The so-called Child Sexual Abuse Regulation (CSAR), dubbed Chat Control by critics, would force service providers to scan the private messages of Europeans, both texts and pictures, in an effort to clamp down on the dissemination of illicit content linked to child sexual exploitation material (CSEM). Messages and media, including audio and video files, that draw suspicion of the automated scanning system would be flagged and then sent to a central database for further investigation.
Naturally, the proposal prompted waves of backlash directed at the Commission, with critics (including human rights NGOs and watchdogs dealing with digital freedom) calling Chat Control a clear violation of the fundamental right to privacy, raising serious doubts about its efficacy in achieving what it set out to, and even pointing out its ambiguous support among stakeholders who were consulted, such as child protection agencies and the teenagers themselves.
According to the Pirate Party MEP Patrick Breyer, perhaps the loudest opponent of the proposal in Brussels (with whom we had a detailed interview), the main problem is that there is still not enough awareness of this legislation among the general population to put up a meaningful resistance. “If [European] citizens were aware of Chat Control, the debate would be tremendous,” he told The European Conservative.

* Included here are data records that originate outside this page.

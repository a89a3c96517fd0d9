//! Beyond-the-horizon machinery: the diffraction line fitted just past
//! the maximum line-of-sight distance, and the search for the crossover
//! into the troposcatter region.

use tracing::debug;

use crate::constants::A_E_KM;
use crate::diffraction::smooth_earth_diffraction;
use crate::troposcatter::troposcatter;
use crate::types::{Path, Polarization, Terminal};

/// Linear diffraction loss model, `loss = m_d * d + a_d0`.
#[derive(Debug, Clone, Copy)]
pub(crate) struct DiffractionLine {
    pub m_d_db_per_km: f64,
    pub a_d0_db: f64,
}

impl DiffractionLine {
    pub fn loss_at(&self, d_km: f64) -> f64 {
        self.m_d_db_per_km * d_km + self.a_d0_db
    }
}

/// Fit the diffraction line through two probe distances beyond the
/// maximum line-of-sight distance.
///
/// Returns the line, its value at `d_ml`, and the distance at which it
/// predicts zero loss (used by the two-ray break-distance heuristic).
pub(crate) fn fit_diffraction_line(
    low: &Terminal,
    high: &Terminal,
    d_ml_km: f64,
    f_mhz: f64,
    polarization: Polarization,
) -> (DiffractionLine, f64, f64) {
    let probe_offset_km = (A_E_KM * A_E_KM / f_mhz).powf(1.0 / 3.0);
    let d_3_km = d_ml_km + 0.5 * probe_offset_km;
    let d_4_km = d_ml_km + 1.5 * probe_offset_km;

    let a_3_db = smooth_earth_diffraction(low.d_km, high.d_km, f_mhz, d_3_km, polarization);
    let a_4_db = smooth_earth_diffraction(low.d_km, high.d_km, f_mhz, d_4_km, polarization);

    let m_d = (a_4_db - a_3_db) / (d_4_km - d_3_km);
    let a_d0 = a_4_db - m_d * d_4_km;

    let line = DiffractionLine {
        m_d_db_per_km: m_d,
        a_d0_db: a_d0,
    };
    let a_dml_db = line.loss_at(d_ml_km);
    let d_d_km = -(a_d0 / m_d);

    (line, a_dml_db, d_d_km)
}

/// How the diffraction and troposcatter regions join at the crossover.
#[derive(Debug, Clone, Copy, PartialEq, Eq)]
pub(crate) enum CrossoverCase {
    /// Troposcatter already exceeded the diffraction line at the
    /// crossover; the lower-loss mode wins beyond it.
    TroposcatterAbove,
    /// The line was re-anchored through the troposcatter value so the
    /// transition is continuous; troposcatter applies beyond.
    LineReanchored,
    /// The search exhausted without the troposcatter slope dropping below
    /// the line; diffraction applies at all transhorizon distances.
    DiffractionOnly,
}

pub(crate) struct Crossover {
    pub line: DiffractionLine,
    pub d_crx_km: f64,
    pub case: CrossoverCase,
}

/// Step outward from the maximum line-of-sight distance in 1 km
/// increments until the troposcatter slope falls below the diffraction
/// line slope, marking the crossover distance.
///
/// May re-anchor the line through the last troposcatter point to keep the
/// composed loss continuous at `d_ml`.
pub(crate) fn search_crossover(
    low: &Terminal,
    high: &Terminal,
    path: &Path,
    f_mhz: f64,
    a_dml_db: f64,
    mut line: DiffractionLine,
) -> Crossover {
    const SEARCH_LIMIT: usize = 100;

    let mut d_search_km = [path.d_ml_km + 3.0, path.d_ml_km + 2.0];
    let mut a_s_db = [0.0_f64; 2];
    let mut valid_points = 0usize;

    for _ in 0..SEARCH_LIMIT {
        a_s_db[1] = a_s_db[0];

        let tropo = troposcatter(low, high, d_search_km[0], f_mhz);
        a_s_db[0] = tropo.loss_db;

        // Below 20 dB the scatter model is outside its valid region.
        if tropo.loss_db >= 20.0 {
            valid_points += 1;
            if valid_points > 1 {
                let m_s = (a_s_db[0] - a_s_db[1]) / (d_search_km[0] - d_search_km[1]);
                if m_s <= line.m_d_db_per_km {
                    let d_crx_km = d_search_km[0];

                    let a_d_db = line.loss_at(d_search_km[1]);
                    let case = if a_s_db[1] >= a_d_db {
                        CrossoverCase::TroposcatterAbove
                    } else {
                        // Pivot the line about (d_ml, a_dml) through the
                        // scatter point so the join is continuous.
                        let m_d = (a_s_db[1] - a_dml_db) / (d_search_km[1] - path.d_ml_km);
                        line = DiffractionLine {
                            m_d_db_per_km: m_d,
                            a_d0_db: a_s_db[1] - m_d * d_search_km[1],
                        };
                        CrossoverCase::LineReanchored
                    };

                    debug!(d_crx_km, ?case, "transhorizon crossover");
                    return Crossover {
                        line,
                        d_crx_km,
                        case,
                    };
                }
            }
        }

        d_search_km[1] = d_search_km[0];
        d_search_km[0] += 1.0;
    }

    debug!("transhorizon search exhausted, diffraction only");
    Crossover {
        line,
        d_crx_km: d_search_km[1],
        case: CrossoverCase::DiffractionOnly,
    }
}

To add another layer, the draft proposal also includes the scanning of messages protected by end-to-end encryption, which is deployed by many popular messaging apps and is used by millions every day, including WhatsApp, Signal, and Telegram, which is the primary subject of the leaked document obtained by Wired.
For his part, Breyer believes that this amendment will be dropped during EU negotiations, but it’s still interesting to see where countries stand with the idea. Or, rather, where they stood in mid-April, when the survey, sent out by the European Council, was dated.

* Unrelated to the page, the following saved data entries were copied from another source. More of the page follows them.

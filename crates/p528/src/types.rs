//! Type definitions for prediction inputs, results and diagnostic geometry.

/// Polarization of the radio signal
#[derive(Debug, Clone, Copy, PartialEq, Eq)]
#[cfg_attr(feature = "serde", derive(serde::Serialize, serde::Deserialize))]
#[repr(i32)]
pub enum Polarization {
    /// Horizontal polarization
    Horizontal = 0,
    /// Vertical polarization
    Vertical = 1,
}

/// Mode of propagation principally responsible for the predicted loss
#[derive(Debug, Clone, Copy, PartialEq, Eq, Default)]
#[cfg_attr(feature = "serde", derive(serde::Serialize, serde::Deserialize))]
pub enum PropagationMode {
    /// No mode determined (only on degenerate inputs)
    #[default]
    NotSet,
    /// Line of sight propagation
    LineOfSight,
    /// Smooth earth diffraction
    Diffraction,
    /// Tropospheric scatter
    Troposcatter,
}

/// Warning flags accumulated during a prediction
#[derive(Debug, Clone, Copy, Default, PartialEq, Eq)]
#[cfg_attr(feature = "serde", derive(serde::Serialize, serde::Deserialize))]
pub struct Warnings {
    bits: i32,
}

impl Warnings {
    /// The transhorizon search ran out of sample points; the result in
    /// the diffraction/troposcatter region is the diffraction line alone.
    pub const TRANSHORIZON_BLEND_REGION: i32 = 0x01;
    /// Low terminal height was outside the validated range and was limited.
    pub const LOW_TERMINAL_HEIGHT: i32 = 0x02;
    /// High terminal height was outside the validated range and was limited.
    pub const HIGH_TERMINAL_HEIGHT: i32 = 0x04;
    /// Frequency is outside the band the empirical curves were fitted for.
    pub const FREQUENCY_OUT_OF_BAND: i32 = 0x08;
    /// Time availability was outside [1, 99] percent and was clamped.
    pub const TIME_PERCENT_CLAMPED: i32 = 0x10;
    /// An iterative ray/grazing-angle solution did not converge and a
    /// geometric estimate was substituted.
    pub const RAY_TRACE_FALLBACK: i32 = 0x20;

    /// Create warnings from raw bits
    pub fn from_bits(bits: i32) -> Self {
        Self { bits }
    }

    /// Get the raw warning bits
    pub fn bits(&self) -> i32 {
        self.bits
    }

    /// Check if there are any warnings
    pub fn has_warnings(&self) -> bool {
        self.bits != 0
    }

    /// Warning: transhorizon search exhausted, blended region uncertain
    pub fn transhorizon_blend_region(&self) -> bool {
        self.bits & Self::TRANSHORIZON_BLEND_REGION != 0
    }

    /// Warning: low terminal height limited internally
    pub fn low_terminal_height_limited(&self) -> bool {
        self.bits & Self::LOW_TERMINAL_HEIGHT != 0
    }

    /// Warning: high terminal height limited internally
    pub fn high_terminal_height_limited(&self) -> bool {
        self.bits & Self::HIGH_TERMINAL_HEIGHT != 0
    }

    /// Warning: frequency outside the validated band
    pub fn frequency_out_of_band(&self) -> bool {
        self.bits & Self::FREQUENCY_OUT_OF_BAND != 0
    }

    /// Warning: time availability clamped to the supported range
    pub fn time_percent_clamped(&self) -> bool {
        self.bits & Self::TIME_PERCENT_CLAMPED != 0
    }

    /// Warning: iterative ray solution replaced by a geometric estimate
    pub fn ray_trace_fallback(&self) -> bool {
        self.bits & Self::RAY_TRACE_FALLBACK != 0
    }

    pub(crate) fn set(&mut self, bits: i32) {
        self.bits |= bits;
    }
}

/// Per-terminal geometry solved against the reference atmosphere.
///
/// Computed once per call and immutable afterward.
#[derive(Debug, Clone, Copy, Default)]
#[cfg_attr(feature = "serde", derive(serde::Serialize, serde::Deserialize))]
pub struct Terminal {
    /// Real terminal height above the smooth earth, in km
    pub h_km: f64,
    /// Effective height above the effective-earth reference surface, in km
    pub h_e_km: f64,
    /// Difference between real and effective height, in km
    pub delta_h_km: f64,
    /// Arc distance to the terminal's smooth-earth horizon, in km
    pub d_km: f64,
    /// Ray length from the terminal to its horizon point, in km
    pub a_km: f64,
    /// Central angle between the terminal and its horizon point, in radians
    pub phi_rad: f64,
    /// Incidence angle of the horizon ray at the terminal, in radians
    pub theta_rad: f64,
    /// Effective earth radius the terminal was solved against, in km
    pub a_e_km: f64,
    /// Atmospheric absorption along the terminal's horizon leg, in dB
    pub absorption_db: f64,
}

/// Path quantities derived from both terminals.
#[derive(Debug, Clone, Copy, Default)]
#[cfg_attr(feature = "serde", derive(serde::Serialize, serde::Deserialize))]
pub struct Path {
    /// Maximum line-of-sight distance, in km
    pub d_ml_km: f64,
    /// Distance of the line-of-sight interpolation anchor, in km
    pub d_0_km: f64,
    /// Distance at which the fitted diffraction loss crosses zero, in km
    pub d_d_km: f64,
    /// Effective earth radius shared by both terminals, in km
    pub a_e_km: f64,
}

/// Two-ray geometry of the line-of-sight region.
///
/// Valid only when the queried distance does not exceed the maximum
/// line-of-sight distance.
#[derive(Debug, Clone, Copy, Default)]
#[cfg_attr(feature = "serde", derive(serde::Serialize, serde::Deserialize))]
pub struct LineOfSightGeometry {
    /// Direct ray length, in km
    pub r_0_km: f64,
    /// Reflected (indirect) ray length, in km
    pub r_12_km: f64,
    /// Take-off angle of the direct ray at the low terminal, in radians
    pub theta_h1_rad: f64,
    /// Take-off angle of the direct ray at the high terminal, in radians
    pub theta_h2_rad: f64,
    /// Adjusted earth radius of the reflection geometry, in km
    pub a_a_km: f64,
    /// Path length difference between direct and reflected rays, in km
    pub delta_r_km: f64,
    /// Loss relative to free space from two-ray interference, in dB
    pub loss_db: f64,
}

/// Common-volume geometry of the troposcatter region.
///
/// Valid only beyond the near edge of the troposcatter region.
#[derive(Debug, Clone, Copy, Default)]
#[cfg_attr(feature = "serde", derive(serde::Serialize, serde::Deserialize))]
pub struct TroposcatterGeometry {
    /// Scattering distance (path distance beyond both horizons), in km
    pub d_s_km: f64,
    /// Half scattering distance, in km
    pub d_z_km: f64,
    /// Height of the common scattering volume, in km
    pub h_v_km: f64,
    /// Scattering angle, in radians
    pub theta_s_rad: f64,
    /// Cross-over angle of the scatter formulation, in radians
    pub theta_a_rad: f64,
    /// Scatter loss relative to free space, in dB
    pub loss_db: f64,
    /// Slope of scatter loss with distance, in dB/km
    pub slope_db_per_km: f64,
}

/// Result of a propagation prediction
#[derive(Debug, Clone, Copy)]
#[cfg_attr(feature = "serde", derive(serde::Serialize, serde::Deserialize))]
pub struct Prediction {
    /// Mode of propagation principally responsible for the loss
    pub mode: PropagationMode,
    /// Path distance the prediction applies to, in km
    pub distance_km: f64,
    /// Basic transmission loss, in dB
    pub loss_db: f64,
    /// Free space basic transmission loss, in dB
    pub free_space_loss_db: f64,
    /// Atmospheric absorption loss, in dB
    pub absorption_loss_db: f64,
    /// Elevation angle of the ray at the low terminal, in radians
    pub low_terminal_elevation_rad: f64,
    /// Warning flags
    pub warnings: Warnings,
}

/// Extended prediction result carrying the diagnostic geometry records
#[derive(Debug, Clone, Copy)]
#[cfg_attr(feature = "serde", derive(serde::Serialize, serde::Deserialize))]
pub struct PredictionEx {
    /// The prediction itself
    pub prediction: Prediction,
    /// Low terminal geometry
    pub low_terminal: Terminal,
    /// High terminal geometry
    pub high_terminal: Terminal,
    /// Shared path geometry
    pub path: Path,
    /// Two-ray line-of-sight geometry
    pub line_of_sight: LineOfSightGeometry,
    /// Troposcatter common-volume geometry
    pub troposcatter: TroposcatterGeometry,
}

The document detailing the position of 20 EU member states revealed that the majority are in favor of scanning the private correspondence of European citizens, and most of them support extending the measure to encrypted communication as well. Among them, the Spanish socialist government appears to be the one that would like to go one step further in dealing with encrypted information, proposing to ban the whole technology in the EU.

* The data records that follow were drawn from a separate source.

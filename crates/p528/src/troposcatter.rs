//! Troposcatter loss from a common scattering volume above the
//! cross-over of the two horizon rays.

use crate::constants::{A_0_KM, A_E_KM, N_S};
use crate::types::{Terminal, TroposcatterGeometry};

/// Evaluate the troposcatter model at distance `d_km`.
///
/// Returns an all-zero geometry when the scatter distance is not positive,
/// which callers treat as "no common volume".
pub(crate) fn troposcatter(
    low: &Terminal,
    high: &Terminal,
    d_km: f64,
    f_mhz: f64,
) -> TroposcatterGeometry {
    let mut tropo = TroposcatterGeometry::default();

    tropo.d_s_km = d_km - low.d_km - high.d_km;
    if tropo.d_s_km <= 0.0 {
        tropo.d_s_km = 0.0;
        return tropo;
    }

    tropo.d_z_km = 0.5 * tropo.d_s_km;

    // Ray curvature through the exponential atmosphere between the
    // terminals' horizon rays and the common volume.
    let a_m = 1.0 / A_0_KM;
    let d_n = a_m - 1.0 / A_E_KM;
    let gamma_e_km = (N_S * 1e-6) / d_n;

    let z_a_km = 1.0 / (2.0 * A_E_KM) * (tropo.d_z_km / 2.0).powi(2);
    let z_b_km = 1.0 / (2.0 * A_E_KM) * tropo.d_z_km.powi(2);

    let q_o = a_m - d_n;
    let q_a = a_m - d_n / (z_a_km / gamma_e_km).min(35.0).exp();
    let q_b = a_m - d_n / (z_b_km / gamma_e_km).min(35.0).exp();

    let cap_z_a_km = (7.0 * q_o + 6.0 * q_a - q_b) * (tropo.d_z_km.powi(2) / 96.0);
    let cap_z_b_km = (q_o + 2.0 * q_a) * (tropo.d_z_km.powi(2) / 6.0);

    let q_cap_a = a_m - d_n / (cap_z_a_km / gamma_e_km).min(35.0).exp();
    let q_cap_b = a_m - d_n / (cap_z_b_km / gamma_e_km).min(35.0).exp();

    tropo.h_v_km = (q_o + 2.0 * q_cap_a) * (tropo.d_z_km.powi(2) / 6.0);
    tropo.theta_a_rad = (q_o + 4.0 * q_cap_a + q_cap_b) * tropo.d_z_km / 6.0;
    tropo.theta_s_rad = 2.0 * tropo.theta_a_rad;

    // Scattering efficiency term.
    let epsilon_1 = 5.67e-6 * N_S * N_S - 0.00232 * N_S + 0.031;
    let epsilon_2 = 0.0002 * N_S * N_S - 0.06 * N_S + 6.6;
    let gamma = 0.1424 * (1.0 + epsilon_1 / (tropo.h_v_km / 4.0).powi(6).min(35.0).exp());
    let s_e_db = 83.1 - epsilon_2 / (1.0 + 0.07716 * tropo.h_v_km.powi(2))
        + 20.0 * ((0.1424 / gamma).powi(2) * (gamma * tropo.h_v_km).exp()).log10();

    // Scattering volume term.
    let x_a1_km2 = low.h_e_km.powi(2)
        + 4.0 * (A_E_KM + low.h_e_km) * A_E_KM * (low.d_km / (A_E_KM * 2.0)).sin().powi(2);
    let x_a2_km2 = high.h_e_km.powi(2)
        + 4.0 * (A_E_KM + high.h_e_km) * A_E_KM * (high.d_km / (A_E_KM * 2.0)).sin().powi(2);

    let ell_1_km = x_a1_km2.sqrt() + tropo.d_z_km;
    let ell_2_km = x_a2_km2.sqrt() + tropo.d_z_km;
    let ell_km = ell_1_km + ell_2_km;

    let s = (ell_1_km - ell_2_km) / ell_km;
    let eta = gamma * tropo.theta_s_rad * ell_km / 2.0;

    let kappa = f_mhz / 0.0477;
    let rho_1_km = 2.0 * kappa * tropo.theta_s_rad * low.h_e_km;
    let rho_2_km = 2.0 * kappa * tropo.theta_s_rad * high.h_e_km;

    let sqrt_2 = std::f64::consts::SQRT_2;

    let a = (1.0 - s * s).powi(2);
    let x_v1 = (1.0 + s).powi(2) * eta;
    let x_v2 = (1.0 - s).powi(2) * eta;
    let q_1 = x_v1 * x_v1 + rho_1_km * rho_1_km;
    let q_2 = x_v2 * x_v2 + rho_2_km * rho_2_km;

    let b_s = 6.0
        + 8.0 * s * s
        + 8.0 * (1.0 - s) * x_v1 * x_v1 * rho_1_km * rho_1_km / (q_1 * q_1)
        + 8.0 * (1.0 + s) * x_v2 * x_v2 * rho_2_km * rho_2_km / (q_2 * q_2)
        + 2.0 * (1.0 - s * s) * (1.0 + 2.0 * x_v1 * x_v1 / q_1) * (1.0 + 2.0 * x_v2 * x_v2 / q_2);

    let c_s = 12.0
        * ((rho_1_km + sqrt_2) / rho_1_km).powi(2)
        * ((rho_2_km + sqrt_2) / rho_2_km).powi(2)
        * (rho_1_km + rho_2_km)
        / (rho_1_km + rho_2_km + 2.0 * sqrt_2);

    let s_v_db = 10.0
        * ((a * eta * eta + b_s * eta) * q_1 * q_2 / (rho_1_km * rho_1_km * rho_2_km * rho_2_km)
            + c_s)
            .log10();

    tropo.loss_db =
        s_e_db + s_v_db + 10.0 * (kappa * tropo.theta_s_rad.powi(3) / ell_km).log10();

    tropo
}

#[cfg(test)]
mod tests {
    use super::*;
    use crate::absorption::SpecificAttenuation;
    use crate::types::Warnings;

    fn test_terminal(h_km: f64) -> Terminal {
        let gamma = SpecificAttenuation {
            gamma_oo: 0.01,
            gamma_ow: 0.0,
        };
        let mut warnings = Warnings::default();
        crate::terminal::solve(h_km, gamma, &mut warnings)
    }

    #[test]
    fn within_horizon_has_no_common_volume() {
        let low = test_terminal(0.01);
        let high = test_terminal(10.0);
        let tropo = troposcatter(&low, &high, 1.0, 300.0);
        assert_eq!(tropo.d_s_km, 0.0);
        assert_eq!(tropo.loss_db, 0.0);
        assert_eq!(tropo.theta_s_rad, 0.0);
    }

    #[test]
    fn loss_grows_with_distance() {
        let low = test_terminal(0.01);
        let high = test_terminal(10.0);
        let d_ml = low.d_km + high.d_km;
        let a = troposcatter(&low, &high, d_ml + 100.0, 300.0).loss_db;
        let b = troposcatter(&low, &high, d_ml + 300.0, 300.0).loss_db;
        assert!(b > a);
        assert!(a > 20.0);
    }

    #[test]
    fn scattering_angle_grows_with_distance() {
        let low = test_terminal(0.01);
        let high = test_terminal(10.0);
        let d_ml = low.d_km + high.d_km;
        let a = troposcatter(&low, &high, d_ml + 50.0, 300.0);
        let b = troposcatter(&low, &high, d_ml + 400.0, 300.0);
        assert!(b.theta_s_rad > a.theta_s_rad);
        assert!(b.h_v_km > a.h_v_km);
        assert!(a.theta_s_rad > 0.0);
    }
}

“Ideally, in our view, it would be desirable to legislatively prevent EU-based service providers from implementing end-to-end encryption,” the Spanish position in the document says, later adding that “It is imperative that we have access to the data … and it is equally imperative that we have the capacity to analyze them, no matter how large the volume.”
Of the 20 countries whose views have been compiled in the document, 15 also favor including encrypted communication under the scope of the law. Many of them identified encrypted messaging services as the primary channel for dissemination of CSEM and recommended that the final law should include clear wording to make sure companies comply.
Some countries, including Denmark, Ireland, and the Netherlands, signaled support for scanning encrypted messages, but would also add further measures to protect the end-to-end encryption of these apps from weakening. This a noble sentiment, but cybersecurity experts say it’s technically impossible to do both.
“They want to keep the security of encryption whilst being able to circumvent it … they want privacy but they also want to indiscriminately scan encrypted communications,” Ella Jakubowska, a senior policy advisor at the European Digital Rights (EDRi) said, adding that she is “unsurprised but nevertheless shocked” at some EU member states’ “really shallow understanding” of the technology they would like to regulate.
Others, such as Germany, Italy, Finland, and Estonia, were not as convinced as the majority that the benefits of being able to scan encrypted messages outweigh the potential harm of weakening the entire system and putting the user at risk of being hacked by malicious actors or prompting service providers to leave the European market.
These responses “demonstrate a more comprehensive understanding of the stakes in the CSA regulation discussions,” said Riana Pfefferkorn, a research scholar at Stanford University’s Internet Observatory. “The regulation will not only affect criminal investigations for a specific set of offenses; it affects governments’ own data security, national security, and the privacy and data protection rights of their citizens, as well as innovation and economic development.”